Kim E. Nielsen is an award-winning educator, the recipient of a National Endowment for the Humanities We the People stipend, a Fulbright lecturer, the author of many journal articles, and frequent public speaker. Her books include Helen Keller: Selected Writings (2005), The Radical Lives of Helen Keller(2004) and Un-American Womanhood: Antiradicalism, Antifeminism and the First Red Scare (2001). She also served as an advisory editor to the forthcomingEncyclopedia of American Disability History (2009). She lives in Green Bay, Wisconsin where she is Professor of History & Women's Studies at the University of Wisconsin-Green Bay.

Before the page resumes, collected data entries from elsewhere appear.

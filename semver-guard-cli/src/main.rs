//! SemverGuard CLI for JVM artifact compatibility checking

use anyhow::{Context, Result};
use clap::{Parser, Subcommand};
use colored::Colorize;
use std::path::PathBuf;
use std::process::ExitCode;

use semver_guard_core::{Configuration, SemVerChecker, SemVerType};

mod output;
use output::{print_check_report, OutputFormat};

/// SemverGuard CLI - determines the semantic-version bump two artifact
/// versions honestly require
#[derive(Parser, Debug)]
#[command(name = "semverguard")]
#[command(about = "Determines the semantic-version bump required between two jar versions", long_about = None)]
struct Cli {
    /// Verbose output
    #[arg(short, long)]
    verbose: bool,

    #[command(subcommand)]
    command: Commands,
}

#[derive(Subcommand, Debug)]
enum Commands {
    /// Compare two artifact versions and classify the change between them
    Check {
        /// Previously released artifact
        original: PathBuf,

        /// Newly built artifact
        changed: PathBuf,

        /// Configuration file with suppression rules
        #[arg(short, long)]
        config: Option<PathBuf>,

        /// Output format (json, table, brief)
        #[arg(short, long, default_value = "table")]
        format: String,

        /// Exit non-zero when the verdict reaches this severity
        /// (patch, minor, major)
        #[arg(long)]
        fail_on: Option<String>,
    },
}

fn main() -> ExitCode {
    match run() {
        Ok(code) => code,
        Err(error) => {
            eprintln!("{}: {error:#}", "error".red().bold());
            ExitCode::from(2)
        }
    }
}

fn run() -> Result<ExitCode> {
    let cli = Cli::parse();

    let log_level = if cli.verbose { "debug" } else { "info" };
    tracing_subscriber::fmt()
        .with_env_filter(format!("semver_guard={log_level}"))
        .with_writer(std::io::stderr)
        .init();

    match cli.command {
        Commands::Check {
            original,
            changed,
            config,
            format,
            fail_on,
        } => check_command(&original, &changed, config.as_deref(), &format, fail_on.as_deref()),
    }
}

fn check_command(
    original: &std::path::Path,
    changed: &std::path::Path,
    config: Option<&std::path::Path>,
    format: &str,
    fail_on: Option<&str>,
) -> Result<ExitCode> {
    let output_format = OutputFormat::from_str(format)?;
    let fail_on = fail_on.map(parse_severity).transpose()?;

    let configuration =
        Configuration::resolve(config).context("Failed to load configuration")?;
    let rules = configuration
        .suppression_rules()
        .context("Failed to compile suppression rules")?;

    let checker = SemVerChecker::from_paths(original, changed, rules)
        .context("Failed to load artifacts")?
        .with_options(configuration.diff_options());
    let report = checker.check();

    print_check_report(&report, original, changed, output_format);

    if let Some(threshold) = fail_on {
        if report.semver_type >= threshold {
            tracing::debug!(verdict = %report.semver_type, "verdict reached the failure threshold");
            return Ok(ExitCode::FAILURE);
        }
    }
    Ok(ExitCode::SUCCESS)
}

fn parse_severity(value: &str) -> Result<SemVerType> {
    match value.to_lowercase().as_str() {
        "patch" => Ok(SemVerType::Patch),
        "minor" => Ok(SemVerType::Minor),
        "major" => Ok(SemVerType::Major),
        _ => anyhow::bail!(
            "Invalid severity: {}. Valid options: patch, minor, major",
            value
        ),
    }
}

Excerpt. Reprinted by permission. All rights reserved.:

It’s temp ting to begin this book like a fairy tale. Once upon a
time a poor, blind, and orphaned child named Annie magically grew into a
happy, sighted, and successful adult woman. She became a miracle worker,
lighting the intellectual fire and imagination of the deaf-blind girl Helen
Keller at a water pump in the wilds of Alabama. We know this kind of
story. Many of our books and movies, the morality tales and parables
we tell, even the heroes we’ve created, are versions of the same inspirational
tale. The cheerful and uplifting message is that yes, you too can
conquer anything in order to do the impossible.
 
But I won’t.
 
“Any book about me,” Anne Sullivan Macy reflected near the end of
her life, “must be full of contradictions.”1 Beyond the Miracle Worker is
a book that reflects these contradictions—the contradictions of a delightful,
gloomy, charismatically fascinating, and annoying woman who
was neither blind nor sighted. Though she was born in 1866, her life
is a surprisingly contemporary tale. It is the story of a caring, fiercely
proud, and intelligent woman trying to forge meaningful human relationships
despite her own ingrained flaws and wounds. It is the story
of a woman deeply frightened of depending upon anyone else for emotional,
economic, or social sustenance.
 
And yet—in one of those contradictions that Macy warned us
about—she made one notable exception: she did not hesitate to lean
on her famous student, and later friend, Helen Keller. While the whole
world assumed that Keller’s deaf-blindness forced her to depend on
her teacher, Anne Sullivan Macy, my research suggests that the reverse
more accurately characterizes their relationship of nearly fifty
years. Macy leaned on Keller, juggling her uneasy combination of emotional
vulnerability and a fierce desire for independence. Her lifelong
struggle with chronic illness and depression was far more debilitating
than Keller’s deaf-blindness. Keller provided love, acceptance, daily assistance,
an income, and a home. Their deep friendship, and Macy’s
willingness to allow herself to be dependent on Keller, gave meaning
to Macy’s life. Macy regarded herself as a “badly constructed human
being,” perceptively providing a way to understand the complex adult
that the orphaned and deserted child of the Tewksbury Almshouse
became. Yet, we shouldn’t confine her to that characterization. As she
herself admitted, “some of us blunder into life through the back door.”
 
Though it may have been through the back door, and blunder she did,
she entered into life fully.
 
Indeed, she saw the benefits of blundering, and faltering through life
didn’t bother her. “If all people knew what was good for them and acted
accordingly, this world would be a different world, though not nearly
so interesting. But we don’t know what’s good for us, and I’m spending
my days in experimenting. The experiments are amusing—and sometimes
costly, but there’s no other way of getting knowledge.”
 
This remark characterizes Anne Sullivan Macy perhaps better than
anything else. From childhood on, many others had held firm opinions
about what was good for her. Those opinions could amuse her, wound
her, or strengthen her, but in the end her determination to discover
her own life path lay at the very core of her character. She knew she
had made mistakes—some of them profoundly painful. Whatever the
benefit, whatever the cost, she had to discover for herself what was
best. The marvel is the ferocity with which she thirsted to discover life,
in its pains and its joys, for herself. As she said in concluding one of
her 1916 letters to Helen, “We have only to keep a stiff upper lip and
do our damnedest.”
 
After comp leting two previous books on Helen Keller I swore
I would never again write anything even remotely related to her. I
started a project far removed from Keller. I informed everyone in my
professional circle about that far-removed project in order to commit
myself to it.
 
Then I reread Anne Sullivan Macy’s 1916 letters to Helen Keller.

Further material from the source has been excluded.